* [WORK TASK] Up to and including the line with "use uuid::Uuid;", restate the material below word for word, beginning with its first line.

* [DATA]
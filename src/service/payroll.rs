//! Payroll calculation service.
//!
//! [`PayrollCalculator`] resolves an employee's hours (approved time entries
//! or caller-supplied fallback hours), then runs the pure calculation
//! functions to produce a [`PayrollResult`].

use std::collections::BTreeSet;
use std::sync::Arc;

use chrono::{Datelike, NaiveDate, Utc, Weekday};
use rust_decimal::Decimal;
use serde::{Deserialize, Serialize};
use tracing::{debug, info, warn};
use uuid::Uuid;

use crate::calculation::{
    calculate_benefit_deductions, calculate_gross_pay, calculate_tax_deductions, checked_add,
    checked_sub, checked_sum, round_currency,
};
use crate::config::{MissingCompensationPolicy, PayrollConfig};
use crate::error::{EngineError, EngineResult};
use crate::models::{
    CalculationWarning, Compensation, Employee, PayrollResult, ResolvedHours, TimeEntry,
};
use crate::repository::{EmployeeRepository, TimeEntryRepository};

/// Input for one employee's payroll calculation.
///
/// # Example
///
/// ```
/// use chrono::NaiveDate;
/// use payroll_engine::service::PayrollRequest;
/// use rust_decimal::Decimal;
///
/// let request = PayrollRequest {
///     regular_hours: Decimal::from(80),
///     ..PayrollRequest::new(
///         "emp_001",
///         NaiveDate::from_ymd_opt(2024, 1, 1).unwrap(),
///         NaiveDate::from_ymd_opt(2024, 1, 14).unwrap(),
///     )
/// };
/// assert!(request.use_time_entries);
/// ```
#[derive(Debug, Clone, PartialEq, Eq, Serialize, Deserialize)]
pub struct PayrollRequest {
    /// The employee to pay.
    pub employee_id: String,
    /// First day of the period.
    pub period_start: NaiveDate,
    /// Last day of the period.
    pub period_end: NaiveDate,
    /// Regular hours used when no approved time entries are found.
    #[serde(default)]
    pub regular_hours: Decimal,
    /// Overtime hours used when no approved time entries are found.
    #[serde(default)]
    pub overtime_hours: Decimal,
    /// Bonus added to gross pay.
    #[serde(default)]
    pub bonus_amount: Decimal,
    /// Extra deductions added to the total.
    #[serde(default)]
    pub additional_deductions: Decimal,
    /// Source hours from approved time entries when any exist.
    #[serde(default = "default_use_time_entries")]
    pub use_time_entries: bool,
}

fn default_use_time_entries() -> bool {
    true
}

impl PayrollRequest {
    /// A request with no fallback hours, bonus or extra deductions that
    /// sources hours from time entries.
    pub fn new(employee_id: impl Into<String>, period_start: NaiveDate, period_end: NaiveDate) -> Self {
        Self {
            employee_id: employee_id.into(),
            period_start,
            period_end,
            regular_hours: Decimal::ZERO,
            overtime_hours: Decimal::ZERO,
            bonus_amount: Decimal::ZERO,
            additional_deductions: Decimal::ZERO,
            use_time_entries: default_use_time_entries(),
        }
    }

    fn validate(&self, max_hours: Decimal) -> EngineResult<()> {
        if self.period_end <= self.period_start {
            return Err(EngineError::validation(
                "Pay period end date must be after start date",
            ));
        }
        for (label, hours) in [
            ("Regular hours", self.regular_hours),
            ("Overtime hours", self.overtime_hours),
        ] {
            if hours < Decimal::ZERO || hours > max_hours {
                return Err(EngineError::validation(format!(
                    "{label} must be between 0 and {max_hours}"
                )));
            }
        }
        if self.bonus_amount < Decimal::ZERO {
            return Err(EngineError::validation("Bonus amount cannot be negative"));
        }
        if self.additional_deductions < Decimal::ZERO {
            return Err(EngineError::validation(
                "Additional deductions cannot be negative",
            ));
        }
        Ok(())
    }
}

/// Readiness of an employee's approved time entries for a payroll run.
#[derive(Debug, Clone, PartialEq, Eq, Serialize, Deserialize)]
pub struct PayrollValidation {
    /// The employee checked.
    pub employee_id: String,
    /// First day checked.
    pub period_start: NaiveDate,
    /// Last day checked.
    pub period_end: NaiveDate,
    /// Approved entries found.
    pub entries_count: usize,
    /// Summed hours of the approved entries.
    pub hours: ResolvedHours,
    /// Monday to Friday dates in the range.
    pub business_days: usize,
    /// Distinct dates with an approved entry.
    pub days_with_entries: usize,
    /// Business days without an approved entry.
    pub missing_days: Vec<NaiveDate>,
    /// Human-readable problems.
    pub warnings: Vec<String>,
    /// No missing business days and a positive total.
    pub is_valid_for_payroll: bool,
}

/// Computes payroll for one employee and one period.
#[derive(Clone)]
pub struct PayrollCalculator {
    employees: Arc<dyn EmployeeRepository>,
    time_entries: Arc<dyn TimeEntryRepository>,
    config: Arc<PayrollConfig>,
}

impl PayrollCalculator {
    /// Creates a calculator over the given repositories and configuration.
    pub fn new(
        employees: Arc<dyn EmployeeRepository>,
        time_entries: Arc<dyn TimeEntryRepository>,
        config: Arc<PayrollConfig>,
    ) -> Self {
        Self {
            employees,
            time_entries,
            config,
        }
    }

    /// The configuration in use.
    pub fn config(&self) -> &PayrollConfig {
        &self.config
    }

    /// Calculates gross pay, itemized deductions and net pay.
    ///
    /// # Errors
    ///
    /// - [`EngineError::Validation`] for a malformed request, or missing
    ///   compensation under [`MissingCompensationPolicy::Reject`]
    /// - [`EngineError::NotFound`] if the employee does not exist
    /// - [`EngineError::State`] if the employee is not active
    /// - [`EngineError::Storage`] if a repository fails
    pub fn calculate(&self, request: &PayrollRequest) -> EngineResult<PayrollResult> {
        request.validate(self.config.hours.max_period_hours)?;

        let employee = self
            .employees
            .get(&request.employee_id)?
            .ok_or_else(|| EngineError::not_found("employee", &request.employee_id))?;
        if !employee.is_active() {
            return Err(EngineError::state(format!(
                "Employee {} is not active",
                employee.id
            )));
        }

        let entries = if request.use_time_entries {
            self.time_entries.find_approved(
                &employee.id,
                request.period_start,
                request.period_end,
            )?
        } else {
            Vec::new()
        };

        self.calculate_with_entries(&employee, request, &entries)
    }

    /// Calculates payroll for an already-loaded employee and set of approved
    /// time entries. Fallback hours from the request apply when `entries` is
    /// empty.
    pub fn calculate_with_entries(
        &self,
        employee: &Employee,
        request: &PayrollRequest,
        entries: &[TimeEntry],
    ) -> EngineResult<PayrollResult> {
        let mut warnings = Vec::new();

        if employee.compensation() == Compensation::Missing {
            match self.config.policy.missing_compensation {
                MissingCompensationPolicy::Reject => {
                    return Err(EngineError::validation(format!(
                        "Employee {} has neither a salary nor an hourly rate",
                        employee.id
                    )));
                }
                MissingCompensationPolicy::ZeroGrossPay => {
                    warn!(
                        employee_id = %employee.id,
                        "Employee has no compensation data; gross pay is zero"
                    );
                    warnings.push(CalculationWarning::new(
                        CalculationWarning::MISSING_COMPENSATION,
                        "Employee has neither a salary nor an hourly rate; gross pay is zero",
                    ));
                }
            }
        }

        let time_entries_used = !entries.is_empty();
        let hours = if time_entries_used {
            sum_entry_hours(entries)
        } else {
            if request.use_time_entries {
                warnings.push(CalculationWarning::new(
                    CalculationWarning::FALLBACK_HOURS_USED,
                    "No approved time entries in period; supplied hours used",
                ));
            }
            ResolvedHours {
                total: checked_add(request.regular_hours, request.overtime_hours)?,
                regular: request.regular_hours,
                overtime: request.overtime_hours,
                double_time: Decimal::ZERO,
            }
        };

        let gross =
            calculate_gross_pay(employee, &hours, request.bonus_amount, &self.config.hours)?;
        let gross_pay = gross.gross_pay;
        let tax_deductions = calculate_tax_deductions(gross_pay, employee, &self.config.taxes)?;
        let benefit_deductions =
            calculate_benefit_deductions(gross_pay, employee, &self.config.benefits)?;

        let other_deductions = request.additional_deductions;
        let total_deductions = round_currency(checked_sum([
            tax_deductions.federal,
            tax_deductions.state,
            tax_deductions.social_security,
            tax_deductions.medicare,
            benefit_deductions.health,
            benefit_deductions.dental,
            benefit_deductions.vision,
            benefit_deductions.retirement_401k,
            other_deductions,
        ])?);
        let net_pay = checked_sub(gross_pay, total_deductions)?;

        debug!(
            employee_id = %employee.id,
            base_pay = %gross.base_pay,
            overtime_pay = %gross.overtime_pay,
            double_time_pay = %gross.double_time_pay,
            bonus = %gross.bonus,
            "Gross pay breakdown"
        );
        info!(
            employee_id = %employee.id,
            gross_pay = %gross_pay,
            net_pay = %net_pay,
            time_entries_used,
            "Payroll calculated"
        );

        Ok(PayrollResult {
            calculation_id: Uuid::new_v4(),
            employee_id: employee.id.clone(),
            period_start: request.period_start,
            period_end: request.period_end,
            hours,
            time_entries_used,
            time_entries_count: entries.len(),
            gross_pay,
            tax_deductions,
            benefit_deductions,
            other_deductions,
            total_deductions,
            net_pay,
            warnings,
            calculated_at: Utc::now(),
        })
    }

    /// Checks whether an employee's approved time entries cover every
    /// business day of a range.
    ///
    /// Gaps produce warnings, not errors.
    pub fn validate_for_payroll(
        &self,
        employee_id: &str,
        period_start: NaiveDate,
        period_end: NaiveDate,
    ) -> EngineResult<PayrollValidation> {
        if period_end < period_start {
            return Err(EngineError::validation(
                "Pay period end date must not be before start date",
            ));
        }
        if self.employees.get(employee_id)?.is_none() {
            return Err(EngineError::not_found("employee", employee_id));
        }

        let entries = self
            .time_entries
            .find_approved(employee_id, period_start, period_end)?;
        let hours = sum_entry_hours(&entries);

        let worked_dates: BTreeSet<NaiveDate> = entries.iter().map(|e| e.work_date).collect();
        let business_days = business_days(period_start, period_end);
        let missing_days: Vec<NaiveDate> = business_days
            .iter()
            .copied()
            .filter(|d| !worked_dates.contains(d))
            .collect();

        let mut warnings = Vec::new();
        if !missing_days.is_empty() {
            warnings.push(format!(
                "Missing time entries for {} business days",
                missing_days.len()
            ));
        }
        if hours.total.is_zero() {
            warnings.push("No hours recorded for pay period".to_string());
        }

        let is_valid_for_payroll = missing_days.is_empty() && hours.total > Decimal::ZERO;
        if !is_valid_for_payroll {
            debug!(
                employee_id,
                missing_days = missing_days.len(),
                "Time entries not ready for payroll"
            );
        }

        Ok(PayrollValidation {
            employee_id: employee_id.to_string(),
            period_start,
            period_end,
            entries_count: entries.len(),
            hours,
            business_days: business_days.len(),
            days_with_entries: worked_dates.len(),
            missing_days,
            warnings,
            is_valid_for_payroll,
        })
    }
}

/// Sums the hour buckets of time entries.
fn sum_entry_hours(entries: &[TimeEntry]) -> ResolvedHours {
    entries
        .iter()
        .fold(ResolvedHours::default(), |acc, entry| ResolvedHours {
            total: acc.total + entry.total_hours,
            regular: acc.regular + entry.regular_hours,
            overtime: acc.overtime + entry.overtime_hours,
            double_time: acc.double_time + entry.double_time_hours,
        })
}

/// Monday to Friday dates in `[start, end]`.
fn business_days(start: NaiveDate, end: NaiveDate) -> Vec<NaiveDate> {
    start
        .iter_days()
        .take_while(|d| *d <= end)
        .filter(|d| !matches!(d.weekday(), Weekday::Sat | Weekday::Sun))
        .collect()
}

* [ANSWER BOX]
filename src/service/payroll.rs
//! Payroll calculation service.
//!
//! [`PayrollCalculator`] resolves an employee's hours (approved time entries
//! or caller-supplied fallback hours), then runs the pure calculation
//! functions to produce a [`PayrollResult`].

use std::collections::BTreeSet;
use std::sync::Arc;

use chrono::{Datelike, NaiveDate, Utc, Weekday};
use rust_decimal::Decimal;
use serde::{Deserialize, Serialize};
use tracing::{debug, info, warn};
use uuid::Uuid;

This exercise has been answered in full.